- Brezina Location in Slovenia
- Coordinates: 45°55′34″N 15°35′42″E﻿ / ﻿45.92611°N 15.59500°E
- Country: Slovenia
- Traditional region: Styria
- Statistical region: Lower Sava
- Municipality: Brežice
- Elevation: 153 m (502 ft)

= Brezina, Brežice =

Brezina (/sl/; Bresina) is a former settlement in the Municipality of Brežice in eastern Slovenia, close to the border with Croatia. It is now part of the town of Brežice. The area is part of the traditional region of Styria. It is now included with the rest of the municipality in the Lower Sava Statistical Region.

==Geography==
Brezina is a linear settlement along the road from Brežice to Sromlje. The soil in the area is loamy, and the agricultural land mostly consists of meadows and low-quality tilled fileds. The soil to the east is more fertile. There were claypits to the southeast, north of the train station, which were used to supply a brickworks.

==Name==
Brezina was attested in historical sources as Graein in 1358. The name probably does not derive from the Slovene common noun breza 'birch', but instead from the old locative *brězě '(on the) bank', semantically corresponding to the 14th-century German name (cf.
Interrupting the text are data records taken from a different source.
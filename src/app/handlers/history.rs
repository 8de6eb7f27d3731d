//! Handler für Undo/Redo-Operationen.

use crate::app::use_cases;
use crate::app::AppState;

/// Führt einen Undo-Schritt aus, falls vorhanden.
pub fn undo(state: &mut AppState) -> anyhow::Result<()> {
    use_cases::editing::undo(state)
}

/// Führt einen Redo-Schritt aus, falls vorhanden.
pub fn redo(state: &mut AppState) -> anyhow::Result<()> {
    use_cases::editing::redo(state)
}
//! AppIntent- und AppCommand-Enums für den Intent/Command-Datenfluss.

mod command;
mod intent;

pub use command::{AppCommand, ProgramTemplate};
pub use intent::AppIntent;
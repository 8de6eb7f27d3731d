//! Integrationstests für Projektdateien: Roundtrip, Migration alter Stände,
//! Ablehnung inkonsistenter oder unbekannter Dateien.

use plc_ladder_sim::app::{SymbolEntryPrefs, SymbolInstruction};
use plc_ladder_sim::persist::{self, CURRENT_VERSION};
use plc_ladder_sim::{
    AppController, AppIntent, AppState, LadderProgram, PersistError, PersistedProject, VarValue,
};
use serde_json::Value;

/// Beispielprojekt als JSON-Baum, zum gezielten Verfälschen vor dem Laden.
fn sample_json() -> Value {
    let project = PersistedProject::new(LadderProgram::sample(), SymbolEntryPrefs::default());
    let text = persist::to_json_string(&project).expect("Serialisierung");
    serde_json::from_str(&text).expect("JSON")
}

fn load_err(value: &Value) -> PersistError {
    persist::from_json_str(&value.to_string()).expect_err("Inkonsistente Datei")
}

fn rung_mut(value: &mut Value, index: usize) -> &mut Value {
    &mut value["program"]["rungs"][index]
}

#[test]
fn test_project_file_roundtrip_keeps_program_and_prefs() {
    let tmp = std::env::temp_dir().join("test_plc_ladder_roundtrip.json");
    let mut program = LadderProgram::sample();
    plc_ladder_sim::run_cycle(&mut program, 1);
    let prefs = SymbolEntryPrefs {
        instruction: SymbolInstruction::Coil,
        enter_symbol_continuously: true,
        enter_device_comment_continuously: false,
    };
    let project = PersistedProject::new(program, prefs);

    persist::save_project_file(&tmp, &project).expect("Speichern");
    let loaded = persist::load_project_file(&tmp).expect("Laden");
    let _ = std::fs::remove_file(&tmp);

    assert_eq!(loaded.version, CURRENT_VERSION);
    assert_eq!(loaded, project);
    let y0 = "Y0".parse().expect("Device");
    assert_eq!(loaded.program.variable(y0).expect("Y0").used_by.len(), 3);
}

#[test]
fn test_version_1_file_is_migrated_on_load() {
    let text = r#"{
        "version": 1,
        "program": {
            "variables": [
                { "name": "X0", "value": true },
                { "name": "Y0", "value": false }
            ],
            "rungs": [{
                "id": 1,
                "elements": [
                    {
                        "id": 1,
                        "type": "NormallyOpen",
                        "operands": ["X0"],
                        "position": { "rung": 1, "column": 0, "branch": null }
                    },
                    {
                        "id": 2,
                        "type": "OutputEnergize",
                        "operands": ["Y0"],
                        "position": { "rung": 1, "column": 9, "branch": null }
                    }
                ]
            }]
        }
    }"#;

    let mut project = persist::from_json_str(text).expect("Migration");

    assert_eq!(project.version, CURRENT_VERSION);
    assert_eq!(project.symbol_entry, SymbolEntryPrefs::default());
    assert_eq!(project.program.rungs[0].width, 10);

    let report = plc_ladder_sim::run_cycle(&mut project.program, 1);
    assert!(report.is_clean());
    let y0 = "Y0".parse().expect("Device");
    assert_eq!(project.program.value(y0), Some(VarValue::Bool(true)));
}

#[test]
fn test_future_version_is_rejected() {
    let text = r#"{ "version": 42, "program": { "variables": [], "rungs": [] } }"#;

    let err = persist::from_json_str(text).expect_err("Zu neue Version");

    assert!(matches!(
        err,
        PersistError::UnsupportedVersion {
            found: 42,
            current: CURRENT_VERSION
        }
    ));
}

#[test]
fn test_wrong_operand_count_is_rejected() {
    let text = r#"{
        "version": 3,
        "program": {
            "variables": [{ "name": "D0", "value": 0 }],
            "rungs": [{
                "id": 1,
                "width": 10,
                "elements": [{
                    "id": 1,
                    "kind": { "Math": "Add" },
                    "operands": ["D0"],
                    "position": { "rung": 1, "column": 9, "branch": null }
                }],
                "branches": []
            }]
        }
    }"#;

    let err = persist::from_json_str(text).expect_err("Zu wenige Operanden");

    assert!(matches!(err, PersistError::Inconsistent(_)));
}

#[test]
fn test_invalid_json_is_a_json_error() {
    let err = persist::from_json_str("{ not json").expect_err("Kein JSON");
    assert!(matches!(err, PersistError::Json(_)));
}

#[test]
fn test_save_and_open_through_controller() {
    let tmp = std::env::temp_dir().join("test_plc_ladder_controller.json");
    let mut controller = AppController::new();
    let mut state = AppState::new();
    controller
        .handle_intent(&mut state, AppIntent::SampleProgramRequested)
        .expect("Beispielprogramm");
    controller
        .handle_intent(&mut state, AppIntent::SymbolContinuousToggled { enabled: true })
        .expect("Option");
    controller
        .handle_intent(&mut state, AppIntent::SaveAsRequested { path: tmp.clone() })
        .expect("Speichern");
    assert_eq!(state.project_path.as_deref(), Some(tmp.as_path()));
    assert!(!state.dirty);

    let mut reopened = AppState::new();
    controller
        .handle_intent(&mut reopened, AppIntent::OpenProjectRequested { path: tmp.clone() })
        .expect("Öffnen");
    let _ = std::fs::remove_file(&tmp);

    assert_eq!(reopened.program, state.program);
    assert!(reopened.symbol_entry.enter_symbol_continuously);
    assert!(!reopened.can_undo());
}

#[test]
fn test_unmodified_sample_json_loads() {
    let project = persist::from_json_str(&sample_json().to_string()).expect("Laden");
    assert_eq!(project.program, LadderProgram::sample());
}

#[test]
fn test_element_column_beyond_rung_width_is_rejected() {
    let mut value = sample_json();
    // Strompfad 6: OUT Y1 @9
    rung_mut(&mut value, 5)["elements"][1]["position"]["column"] = 42.into();

    assert!(matches!(load_err(&value), PersistError::Inconsistent(_)));
}

#[test]
fn test_branch_past_rung_width_is_rejected() {
    let mut value = sample_json();
    rung_mut(&mut value, 0)["branches"][0]["end_column"] = 50.into();

    assert!(matches!(load_err(&value), PersistError::Inconsistent(_)));
}

#[test]
fn test_partially_overlapping_branches_are_rejected() {
    let mut value = sample_json();
    let overlapping = serde_json::json!({
        "id": 2,
        "start_column": 0,
        "end_column": 3,
        "elements": []
    });
    rung_mut(&mut value, 0)["branches"]
        .as_array_mut()
        .expect("Verzweigungen")
        .push(overlapping);

    assert!(matches!(load_err(&value), PersistError::Inconsistent(_)));
}

#[test]
fn test_branch_element_with_wrong_branch_position_is_rejected() {
    let mut value = sample_json();
    rung_mut(&mut value, 0)["branches"][0]["elements"][0]["position"]["branch"] = Value::Null;

    assert!(matches!(load_err(&value), PersistError::Inconsistent(_)));
}

#[test]
fn test_duplicate_rung_id_is_rejected() {
    let mut value = sample_json();
    rung_mut(&mut value, 1)["id"] = 1.into();
    for element in rung_mut(&mut value, 1)["elements"]
        .as_array_mut()
        .expect("Elemente")
    {
        element["position"]["rung"] = 1.into();
    }

    assert!(matches!(load_err(&value), PersistError::Inconsistent(_)));
}

#[test]
fn test_variable_value_of_wrong_type_is_rejected() {
    let mut value = sample_json();
    let x3 = value["program"]["variables"]
        .as_array_mut()
        .expect("Variablen")
        .iter_mut()
        .find(|v| v["name"] == "X3")
        .expect("X3");
    x3["value"] = 7.into();

    assert!(matches!(load_err(&value), PersistError::Inconsistent(_)));
}
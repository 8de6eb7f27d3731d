//! Use-Case: Undo/Redo über die Patch-History.

use crate::app::state::PendingEdit;
use crate::app::AppState;

/// Führt einen Undo-Schritt aus bzw. stellt ihn während des Free-Runs zurück.
pub fn undo(state: &mut AppState) -> anyhow::Result<()> {
    if state.simulation.is_running() {
        state.simulation.queue(PendingEdit::Undo);
        log::debug!("Undo bis Zyklusende zurückgestellt");
        return Ok(());
    }
    undo_now(state)
}

/// Führt einen Redo-Schritt aus bzw. stellt ihn während des Free-Runs zurück.
pub fn redo(state: &mut AppState) -> anyhow::Result<()> {
    if state.simulation.is_running() {
        state.simulation.queue(PendingEdit::Redo);
        log::debug!("Redo bis Zyklusende zurückgestellt");
        return Ok(());
    }
    redo_now(state)
}

/// Nimmt den letzten Undo-Eintrag sofort zurück.
pub fn undo_now(state: &mut AppState) -> anyhow::Result<()> {
    match state.history.undo(&mut state.program)? {
        Some(label) => {
            state.dirty = true;
            log::info!("Undo ausgeführt: {}", label);
        }
        None => log::debug!("Undo: nichts zu tun"),
    }
    Ok(())
}

/// Stellt den letzten Redo-Eintrag sofort wieder her.
pub fn redo_now(state: &mut AppState) -> anyhow::Result<()> {
    match state.history.redo(&mut state.program)? {
        Some(label) => {
            state.dirty = true;
            log::info!("Redo ausgeführt: {}", label);
        }
        None => log::debug!("Redo: nichts zu tun"),
    }
    Ok(())
}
MHG gereine, a collective of rein 'border, edge, ditch').

==History==
During the Second World War, the German authorities evicted 390 people from Brezina in the fall of 1941 in order to resettle Gottschee Germans in the village. In October 1941, the Partisans' Brežice Company, commanded by Dušan Kveder, was established at the signalman's cabin in the southern part of the village.

Brezina had a population of 245 living in 36 houses in 1869, and 308 living in 52 houses in 1900. Brezina was annexed by Brežice in 1981, ending its existence as an independent settlement.